Problem to solve: Transcribe exactly everything in the data below from the line containing "long_about = None)]" down to the line containing "let runtime = build_runtime(&config)?;", both lines included and nothing further.

════════

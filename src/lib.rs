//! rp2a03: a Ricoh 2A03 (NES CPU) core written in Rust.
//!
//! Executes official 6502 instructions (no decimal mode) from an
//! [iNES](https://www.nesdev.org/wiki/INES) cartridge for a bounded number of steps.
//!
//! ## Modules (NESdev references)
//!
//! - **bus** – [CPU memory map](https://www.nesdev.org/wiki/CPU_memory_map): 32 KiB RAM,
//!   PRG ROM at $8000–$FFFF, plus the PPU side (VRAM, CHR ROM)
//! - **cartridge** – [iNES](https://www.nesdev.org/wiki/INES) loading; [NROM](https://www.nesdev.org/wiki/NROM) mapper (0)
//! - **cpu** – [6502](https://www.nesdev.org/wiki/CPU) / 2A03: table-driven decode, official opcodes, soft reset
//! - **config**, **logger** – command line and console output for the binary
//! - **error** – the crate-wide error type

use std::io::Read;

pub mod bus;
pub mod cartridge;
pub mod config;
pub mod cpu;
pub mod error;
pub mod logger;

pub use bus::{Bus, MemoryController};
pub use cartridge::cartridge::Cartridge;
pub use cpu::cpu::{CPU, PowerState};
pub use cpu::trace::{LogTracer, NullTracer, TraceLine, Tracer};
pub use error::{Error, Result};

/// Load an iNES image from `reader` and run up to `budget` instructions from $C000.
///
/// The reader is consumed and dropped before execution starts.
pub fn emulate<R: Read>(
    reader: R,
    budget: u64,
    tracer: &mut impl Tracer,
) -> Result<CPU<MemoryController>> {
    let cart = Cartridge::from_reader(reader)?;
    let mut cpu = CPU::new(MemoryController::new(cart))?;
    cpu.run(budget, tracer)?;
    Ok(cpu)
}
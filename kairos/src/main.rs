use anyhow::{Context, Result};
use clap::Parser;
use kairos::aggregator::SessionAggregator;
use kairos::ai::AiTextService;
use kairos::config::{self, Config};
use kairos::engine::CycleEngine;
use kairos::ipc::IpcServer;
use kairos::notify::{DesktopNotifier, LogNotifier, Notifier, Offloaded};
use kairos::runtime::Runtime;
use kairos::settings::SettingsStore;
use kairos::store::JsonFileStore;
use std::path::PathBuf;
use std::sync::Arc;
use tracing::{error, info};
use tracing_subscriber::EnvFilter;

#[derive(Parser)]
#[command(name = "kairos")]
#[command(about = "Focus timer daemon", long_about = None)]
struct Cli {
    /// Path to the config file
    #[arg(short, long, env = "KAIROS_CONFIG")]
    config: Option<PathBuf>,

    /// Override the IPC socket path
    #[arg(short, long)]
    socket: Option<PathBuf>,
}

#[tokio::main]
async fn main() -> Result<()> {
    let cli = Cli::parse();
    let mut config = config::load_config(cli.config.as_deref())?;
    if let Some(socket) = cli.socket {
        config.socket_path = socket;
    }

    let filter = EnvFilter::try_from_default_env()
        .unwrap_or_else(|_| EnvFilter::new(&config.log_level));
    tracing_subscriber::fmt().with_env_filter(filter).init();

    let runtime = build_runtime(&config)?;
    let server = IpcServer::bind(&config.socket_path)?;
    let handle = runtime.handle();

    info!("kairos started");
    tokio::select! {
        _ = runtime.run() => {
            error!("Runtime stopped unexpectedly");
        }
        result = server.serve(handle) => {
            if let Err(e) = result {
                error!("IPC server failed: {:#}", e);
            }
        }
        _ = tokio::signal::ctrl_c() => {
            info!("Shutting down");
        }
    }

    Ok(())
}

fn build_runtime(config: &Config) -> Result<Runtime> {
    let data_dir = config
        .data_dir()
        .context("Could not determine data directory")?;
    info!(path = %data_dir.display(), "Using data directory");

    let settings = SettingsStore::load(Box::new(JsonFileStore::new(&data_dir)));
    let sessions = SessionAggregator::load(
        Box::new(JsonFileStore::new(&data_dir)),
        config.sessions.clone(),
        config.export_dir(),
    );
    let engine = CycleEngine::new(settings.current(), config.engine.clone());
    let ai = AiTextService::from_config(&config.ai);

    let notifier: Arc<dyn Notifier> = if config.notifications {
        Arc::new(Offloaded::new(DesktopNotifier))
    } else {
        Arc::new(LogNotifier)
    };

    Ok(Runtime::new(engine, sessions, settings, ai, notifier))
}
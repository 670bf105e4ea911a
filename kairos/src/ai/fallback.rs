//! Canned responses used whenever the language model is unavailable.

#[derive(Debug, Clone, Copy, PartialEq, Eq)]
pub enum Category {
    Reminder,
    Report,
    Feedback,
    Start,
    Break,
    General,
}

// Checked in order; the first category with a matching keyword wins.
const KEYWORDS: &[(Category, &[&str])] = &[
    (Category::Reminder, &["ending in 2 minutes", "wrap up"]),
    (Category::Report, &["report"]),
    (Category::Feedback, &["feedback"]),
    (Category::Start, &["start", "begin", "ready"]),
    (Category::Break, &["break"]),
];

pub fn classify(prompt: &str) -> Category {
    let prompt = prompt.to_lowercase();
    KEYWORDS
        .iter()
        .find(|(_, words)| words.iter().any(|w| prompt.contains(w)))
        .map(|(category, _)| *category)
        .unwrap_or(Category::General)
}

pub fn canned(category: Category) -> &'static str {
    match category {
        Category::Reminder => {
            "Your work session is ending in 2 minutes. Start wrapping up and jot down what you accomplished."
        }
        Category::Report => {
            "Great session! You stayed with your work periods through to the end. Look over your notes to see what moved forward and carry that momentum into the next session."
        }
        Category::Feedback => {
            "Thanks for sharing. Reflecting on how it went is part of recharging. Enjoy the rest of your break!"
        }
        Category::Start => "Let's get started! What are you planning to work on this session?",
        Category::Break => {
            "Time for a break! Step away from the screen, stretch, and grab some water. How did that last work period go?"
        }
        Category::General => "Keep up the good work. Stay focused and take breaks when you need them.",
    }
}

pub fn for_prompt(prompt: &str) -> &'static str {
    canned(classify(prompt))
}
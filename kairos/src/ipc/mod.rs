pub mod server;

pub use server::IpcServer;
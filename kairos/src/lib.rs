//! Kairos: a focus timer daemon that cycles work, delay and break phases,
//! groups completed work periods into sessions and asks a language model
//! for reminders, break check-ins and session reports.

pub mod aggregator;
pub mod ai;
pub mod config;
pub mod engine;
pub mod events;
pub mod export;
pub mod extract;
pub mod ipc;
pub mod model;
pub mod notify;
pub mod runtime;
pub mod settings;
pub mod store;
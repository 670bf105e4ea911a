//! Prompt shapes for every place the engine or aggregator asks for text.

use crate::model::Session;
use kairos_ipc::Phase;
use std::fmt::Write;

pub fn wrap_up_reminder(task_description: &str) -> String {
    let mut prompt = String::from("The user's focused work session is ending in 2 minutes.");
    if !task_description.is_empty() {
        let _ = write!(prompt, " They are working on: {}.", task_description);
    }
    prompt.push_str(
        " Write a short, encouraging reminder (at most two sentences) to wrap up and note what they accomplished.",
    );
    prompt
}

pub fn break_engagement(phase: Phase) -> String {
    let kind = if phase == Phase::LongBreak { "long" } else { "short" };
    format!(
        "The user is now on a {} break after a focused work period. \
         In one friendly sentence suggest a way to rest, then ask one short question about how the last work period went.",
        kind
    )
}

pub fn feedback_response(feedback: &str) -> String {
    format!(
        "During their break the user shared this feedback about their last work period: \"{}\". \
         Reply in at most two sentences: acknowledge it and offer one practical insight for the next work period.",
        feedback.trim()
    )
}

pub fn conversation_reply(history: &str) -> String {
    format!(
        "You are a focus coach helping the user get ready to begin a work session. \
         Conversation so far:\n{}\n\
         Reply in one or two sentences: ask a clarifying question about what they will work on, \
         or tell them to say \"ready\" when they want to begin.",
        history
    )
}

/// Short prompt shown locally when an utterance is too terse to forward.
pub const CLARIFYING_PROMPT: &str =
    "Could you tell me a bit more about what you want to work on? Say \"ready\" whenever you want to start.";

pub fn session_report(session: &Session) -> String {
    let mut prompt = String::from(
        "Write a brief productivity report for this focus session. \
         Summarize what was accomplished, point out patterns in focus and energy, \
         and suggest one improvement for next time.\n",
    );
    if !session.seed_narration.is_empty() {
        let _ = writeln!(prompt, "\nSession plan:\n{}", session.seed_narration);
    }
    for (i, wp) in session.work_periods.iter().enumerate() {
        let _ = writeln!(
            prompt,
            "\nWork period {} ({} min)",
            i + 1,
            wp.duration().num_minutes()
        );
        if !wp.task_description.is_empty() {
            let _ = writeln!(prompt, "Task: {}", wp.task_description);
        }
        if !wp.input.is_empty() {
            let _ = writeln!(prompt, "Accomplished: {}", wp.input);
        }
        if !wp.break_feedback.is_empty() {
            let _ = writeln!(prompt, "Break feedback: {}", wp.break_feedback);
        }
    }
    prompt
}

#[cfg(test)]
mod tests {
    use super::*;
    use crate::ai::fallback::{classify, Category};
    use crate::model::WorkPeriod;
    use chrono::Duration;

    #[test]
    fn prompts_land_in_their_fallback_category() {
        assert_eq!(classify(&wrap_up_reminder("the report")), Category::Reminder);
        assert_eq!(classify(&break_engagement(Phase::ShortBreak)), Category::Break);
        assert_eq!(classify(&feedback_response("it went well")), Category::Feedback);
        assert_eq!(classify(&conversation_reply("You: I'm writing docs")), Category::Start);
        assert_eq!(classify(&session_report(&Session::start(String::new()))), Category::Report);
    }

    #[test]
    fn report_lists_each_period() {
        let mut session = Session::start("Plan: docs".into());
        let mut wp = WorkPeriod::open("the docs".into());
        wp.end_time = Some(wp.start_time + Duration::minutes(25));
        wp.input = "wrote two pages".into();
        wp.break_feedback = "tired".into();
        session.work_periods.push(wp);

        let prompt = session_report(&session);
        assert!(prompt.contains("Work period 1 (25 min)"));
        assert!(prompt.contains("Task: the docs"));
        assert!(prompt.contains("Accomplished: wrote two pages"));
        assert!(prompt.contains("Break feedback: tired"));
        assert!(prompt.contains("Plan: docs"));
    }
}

════════

Task solution:
#[command(about = "Focus timer daemon", long_about = None)]
struct Cli {
    /// Path to the config file
    #[arg(short, long, env = "KAIROS_CONFIG")]
    config: Option<PathBuf>,

    /// Override the IPC socket path
    #[arg(short, long)]
    socket: Option<PathBuf>,
}

#[tokio::main]
async fn main() -> Result<()> {
    let cli = Cli::parse();
    let mut config = config::load_config(cli.config.as_deref())?;
    if let Some(socket) = cli.socket {
        config.socket_path = socket;
    }

    let filter = EnvFilter::try_from_default_env()
        .unwrap_or_else(|_| EnvFilter::new(&config.log_level));
    tracing_subscriber::fmt().with_env_filter(filter).init();

    let runtime = build_runtime(&config)?;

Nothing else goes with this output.